## WORK INSTRUCTION
Pick out the lines below with "JwtPayload" and list them.

## RECORD EXCERPTS
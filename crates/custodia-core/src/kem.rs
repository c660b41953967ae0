//! KEM (Key Encapsulation Message) envelope handler.
//!
//! Provides end-to-end signed, optionally encrypted, request/response
//! exchanges between a client and this server, independent of transport
//! security. Two key pairs are registered per principal — a signing pair
//! (`use: sig`) and an encryption pair (`use: enc`) — under
//! `kemkeys/{sig,enc}/<kid>`. The server publishes its own two public keys
//! under the same scheme and keeps the private halves in the store.
//!
//! Request envelope (client -> server): a compact JWS signed by the
//! client's sig key, optionally wrapped in a compact JWE encrypted to the
//! server's enc key. Response envelope (server -> client): a compact JWS
//! signed by the server's sig key, always encrypted as a JWE to the
//! client's enc key.

use std::sync::Arc;
use std::time::{Duration, SystemTime};

use base64::engine::general_purpose::URL_SAFE_NO_PAD;
use base64::Engine as _;
use josekit::jwe::{JweHeader, RSA1_5};
use josekit::jwk::Jwk;
use josekit::jws::{JwsHeader, ES256, RS256};
use josekit::jwt::{self, JwtPayload};

use custodia_store::Store;

use crate::error::KemError;

/// Maximum distance into the future an `exp` claim may sit.
const MAX_EXP_SKEW: Duration = Duration::from_secs(600);

/// Key use, matching the two sub-trees under `kemkeys/`.
#[derive(Debug, Clone, Copy, PartialEq, Eq)]
enum KeyUse {
    Sig,
    Enc,
}

impl KeyUse {
    fn segment(self) -> &'static str {
        match self {
            KeyUse::Sig => "sig",
            KeyUse::Enc => "enc",
        }
    }
}

/// Store-backed registry of KEM signing/encryption key pairs.
pub struct KemKeyStore {
    store: Arc<dyn Store>,
    server_kid: String,
}

impl std::fmt::Debug for KemKeyStore {
    fn fmt(&self, f: &mut std::fmt::Formatter<'_>) -> std::fmt::Result {
        f.debug_struct("KemKeyStore").field("server_kid", &self.server_kid).finish_non_exhaustive()
    }
}

impl KemKeyStore {
    /// Wrap `store` as a KEM key registry; `server_kid` names this server's
    /// own key pair entries.
    #[must_use]
    pub fn new(store: Arc<dyn Store>, server_kid: impl Into<String>) -> Self {
        Self { store, server_kid: server_kid.into() }
    }

    async fn get_key(&self, kind: KeyUse, kid: &str) -> Result<Jwk, KemError> {
        let path = format!("kemkeys/{}/{kid}", kind.segment());
        let raw = self
            .store
            .get(&path)
            .await?
            .ok_or_else(|| KemError::KeyNotFound { kind: kind.segment(), name: kid.to_string() })?;
        Jwk::from_bytes(&raw)
            .map_err(|e| KemError::Malformed(format!("stored key '{path}' is not a valid JWK: {e}")))
    }

    async fn put_key(&self, kind: KeyUse, kid: &str, jwk: &Jwk) -> Result<(), KemError> {
        let path = format!("kemkeys/{}/{kid}", kind.segment());
        self.store.set(&path, jwk.to_string().as_bytes(), true).await?;
        Ok(())
    }

    /// Register a client's public signing and/or encryption keys.
    ///
    /// # Errors
    ///
    /// Returns [`KemError::Storage`] if the backing store faults.
    pub async fn register_client_keys(
        &self,
        kid: &str,
        sig_public: Option<&Jwk>,
        enc_public: Option<&Jwk>,
    ) -> Result<(), KemError> {
        if let Some(jwk) = sig_public {
            self.put_key(KeyUse::Sig, kid, jwk).await?;
        }
        if let Some(jwk) = enc_public {
            self.put_key(KeyUse::Enc, kid, jwk).await?;
        }
        Ok(())
    }

    /// Ensure this server has its own signing and encryption key pairs,
    /// generating RSA-2048 pairs on first run. Returns the public halves so
    /// they can be published to clients out of band.
    ///
    /// # Errors
    ///
    /// Returns [`KemError::Storage`] if the backing store faults, or
    /// [`KemError::Malformed`] if key generation fails.
    pub async fn ensure_server_keys(&self) -> Result<(Jwk, Jwk), KemError> {
        let sig = match self.get_key(KeyUse::Sig, &self.server_kid).await {
            Ok(jwk) => jwk,
            Err(KemError::KeyNotFound { .. }) => {
                let jwk = Jwk::generate_rsa_key(2048)
                    .map_err(|e| KemError::Malformed(format!("generate server sig key: {e}")))?;
                self.put_key(KeyUse::Sig, &self.server_kid, &jwk).await?;
                jwk
            }
            Err(e) => return Err(e),
        };
        let enc = match self.get_key(KeyUse::Enc, &self.server_kid).await {
            Ok(jwk) => jwk,
            Err(KemError::KeyNotFound { .. }) => {
                let jwk = Jwk::generate_rsa_key(2048)
                    .map_err(|e| KemError::Malformed(format!("generate server enc key: {e}")))?;
                self.put_key(KeyUse::Enc, &self.server_kid, &jwk).await?;
                jwk
            }
            Err(e) => return Err(e),
        };
        Ok((to_public(&sig), to_public(&enc)))
    }
}

fn to_public(jwk: &Jwk) -> Jwk {
    jwk.to_public_key().unwrap_or_else(|_| jwk.clone())
}

/// The verified content of a KEM request envelope.
#[derive(Debug, Clone)]
pub struct KemClaims {
    pub client_kid: String,
    pub subject: String,
    pub value: Option<serde_json::Value>,
}

/// Parses, verifies, and builds KEM envelopes.
pub struct KemHandler {
    keys: Arc<KemKeyStore>,
}

impl KemHandler {
    #[must_use]
    pub fn new(keys: Arc<KemKeyStore>) -> Self {
        Self { keys }
    }

    /// Parse and verify a client request envelope.
    ///
    /// `envelope` may be a bare compact JWS, or a compact JWE whose
    /// plaintext is such a JWS. `expected_subject` is the key name derived
    /// from the request URL; the envelope's `sub` claim must match it.
    ///
    /// # Errors
    ///
    /// Returns [`KemError`] if the envelope is malformed, fails signature
    /// verification, names an unregistered client key, or carries claims
    /// outside the allowed window or subject.
    pub async fn parse_request(
        &self,
        envelope: &str,
        expected_subject: &str,
    ) -> Result<KemClaims, KemError> {
        let inner = match envelope.matches('.').count() {
            4 => self.unwrap_jwe(envelope).await?,
            2 => envelope.to_string(),
            _ => return Err(KemError::Malformed("not a compact JWS or JWE".to_string())),
        };

        let kid = extract_kid(&inner)?;
        let sig_key = self.keys.get_key(KeyUse::Sig, &kid).await?;
        let verifier = select_jws_verifier(&sig_key)?;

        let (payload, _header) = jwt::decode_with_verifier(&inner, verifier.as_ref())
            .map_err(|e| KemError::VerificationFailed(e.to_string()))?;

        let subject = payload
            .subject()
            .ok_or_else(|| KemError::Malformed("missing 'sub' claim".to_string()))?
            .to_string();
        if subject != expected_subject {
            return Err(KemError::SubjectMismatch { claimed: subject, expected: expected_subject.to_string() });
        }

        let exp = payload
            .expires_at()
            .ok_or_else(|| KemError::Malformed("missing 'exp' claim".to_string()))?;
        let now = SystemTime::now();
        if exp < now || exp > now + MAX_EXP_SKEW {
            return Err(KemError::ExpiredOrTooFar);
        }

        let value = payload.claim("value").cloned();

        Ok(KemClaims { client_kid: kid, subject, value })
    }

    /// Build a server reply envelope: sign with this server's sig key, then
    /// encrypt to the client's enc key.
    ///
    /// # Errors
    ///
    /// Returns [`KemError`] if the client's enc key is unregistered or
    /// unsupported, or if signing/encryption fails.
    pub async fn build_reply(
        &self,
        server_kid: &str,
        client_kid: &str,
        subject: &str,
        value: &serde_json::Value,
    ) -> Result<String, KemError> {
        let sig_key = self.keys.get_key(KeyUse::Sig, server_kid).await?;
        let signer = select_jws_signer(&sig_key)?;

        let mut header = JwsHeader::new();
        header.set_token_type("JOSE");
        header.set_key_id(server_kid);

        let mut payload = JwtPayload::new();
        payload.set_subject(subject);
        payload.set_expires_at(&(SystemTime::now() + MAX_EXP_SKEW));
        payload
            .set_claim("value", Some(value.clone()))
            .map_err(|e| KemError::Malformed(e.to_string()))?;

        let signed = jwt::encode_with_signer(&payload, &header, signer.as_ref())
            .map_err(|e| KemError::VerificationFailed(e.to_string()))?;

        let enc_key = self.keys.get_key(KeyUse::Enc, client_kid).await?;
        if enc_key.key_type() != "RSA" {
            return Err(KemError::UnsupportedAlgorithm {
                kind: "enc",
                alg: enc_key.key_type().to_string(),
            });
        }

        let mut jwe_header = JweHeader::new();
        jwe_header.set_content_encryption("A256CBC-HS512");
        jwe_header.set_key_id(client_kid);
        let encrypter = RSA1_5
            .encrypter_from_jwk(&enc_key)
            .map_err(|e| KemError::VerificationFailed(e.to_string()))?;

        josekit::jwe::serialize_compact(signed.as_bytes(), &jwe_header, &encrypter)
            .map_err(|e| KemError::VerificationFailed(e.to_string()))
    }

    async fn unwrap_jwe(&self, envelope: &str) -> Result<String, KemError> {
        let kid = extract_kid(envelope)?;
        let enc_key = self.keys.get_key(KeyUse::Enc, &kid).await?;
        let decrypter = RSA1_5
            .decrypter_from_jwk(&enc_key)
            .map_err(|e| KemError::VerificationFailed(e.to_string()))?;
        let (plaintext, _header) = josekit::jwe::deserialize_compact(envelope, &decrypter)
            .map_err(|e| KemError::VerificationFailed(e.to_string()))?;
        String::from_utf8(plaintext)
            .map_err(|e| KemError::Malformed(format!("decrypted payload is not UTF-8: {e}")))
    }
}

/// Pull the `kid` header field out of a compact JOSE string without
/// verifying the signature, so the right key can be looked up first.
fn extract_kid(compact: &str) -> Result<String, KemError> {
    let header_segment = compact
        .split('.')
        .next()
        .ok_or_else(|| KemError::Malformed("empty envelope".to_string()))?;
    let header_bytes = URL_SAFE_NO_PAD
        .decode(header_segment)
        .map_err(|e| KemError::Malformed(format!("invalid header encoding: {e}")))?;
    let header: serde_json::Value = serde_json::from_slice(&header_bytes)
        .map_err(|e| KemError::Malformed(format!("invalid header JSON: {e}")))?;
    header
        .get("kid")
        .and_then(|v| v.as_str())
        .map(str::to_string)
        .ok_or_else(|| KemError::Malformed("missing 'kid' header".to_string()))
}

fn select_jws_verifier(jwk: &Jwk) -> Result<Box<dyn josekit::jws::JwsVerifier>, KemError> {
    match jwk.key_type() {
        "RSA" => RS256
            .verifier_from_jwk(jwk)
            .map(|v| Box::new(v) as Box<dyn josekit::jws::JwsVerifier>)
            .map_err(|e| KemError::VerificationFailed(e.to_string())),
        "EC" => ES256
            .verifier_from_jwk(jwk)
            .map(|v| Box::new(v) as Box<dyn josekit::jws::JwsVerifier>)
            .map_err(|e| KemError::VerificationFailed(e.to_string())),
        other => Err(KemError::UnsupportedAlgorithm { kind: "sig", alg: other.to_string() }),
    }
}

fn select_jws_signer(jwk: &Jwk) -> Result<Box<dyn josekit::jws::JwsSigner>, KemError> {
    match jwk.key_type() {
        "RSA" => RS256
            .signer_from_jwk(jwk)
            .map(|s| Box::new(s) as Box<dyn josekit::jws::JwsSigner>)
            .map_err(|e| KemError::VerificationFailed(e.to_string())),
        "EC" => ES256
            .signer_from_jwk(jwk)
            .map(|s| Box::new(s) as Box<dyn josekit::jws::JwsSigner>)
            .map_err(|e| KemError::VerificationFailed(e.to_string())),
        other => Err(KemError::UnsupportedAlgorithm { kind: "sig", alg: other.to_string() }),
    }
}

## SOLUTION FOR THIS PROBLEM
use josekit::jwt::{self, JwtPayload};
        let mut payload = JwtPayload::new();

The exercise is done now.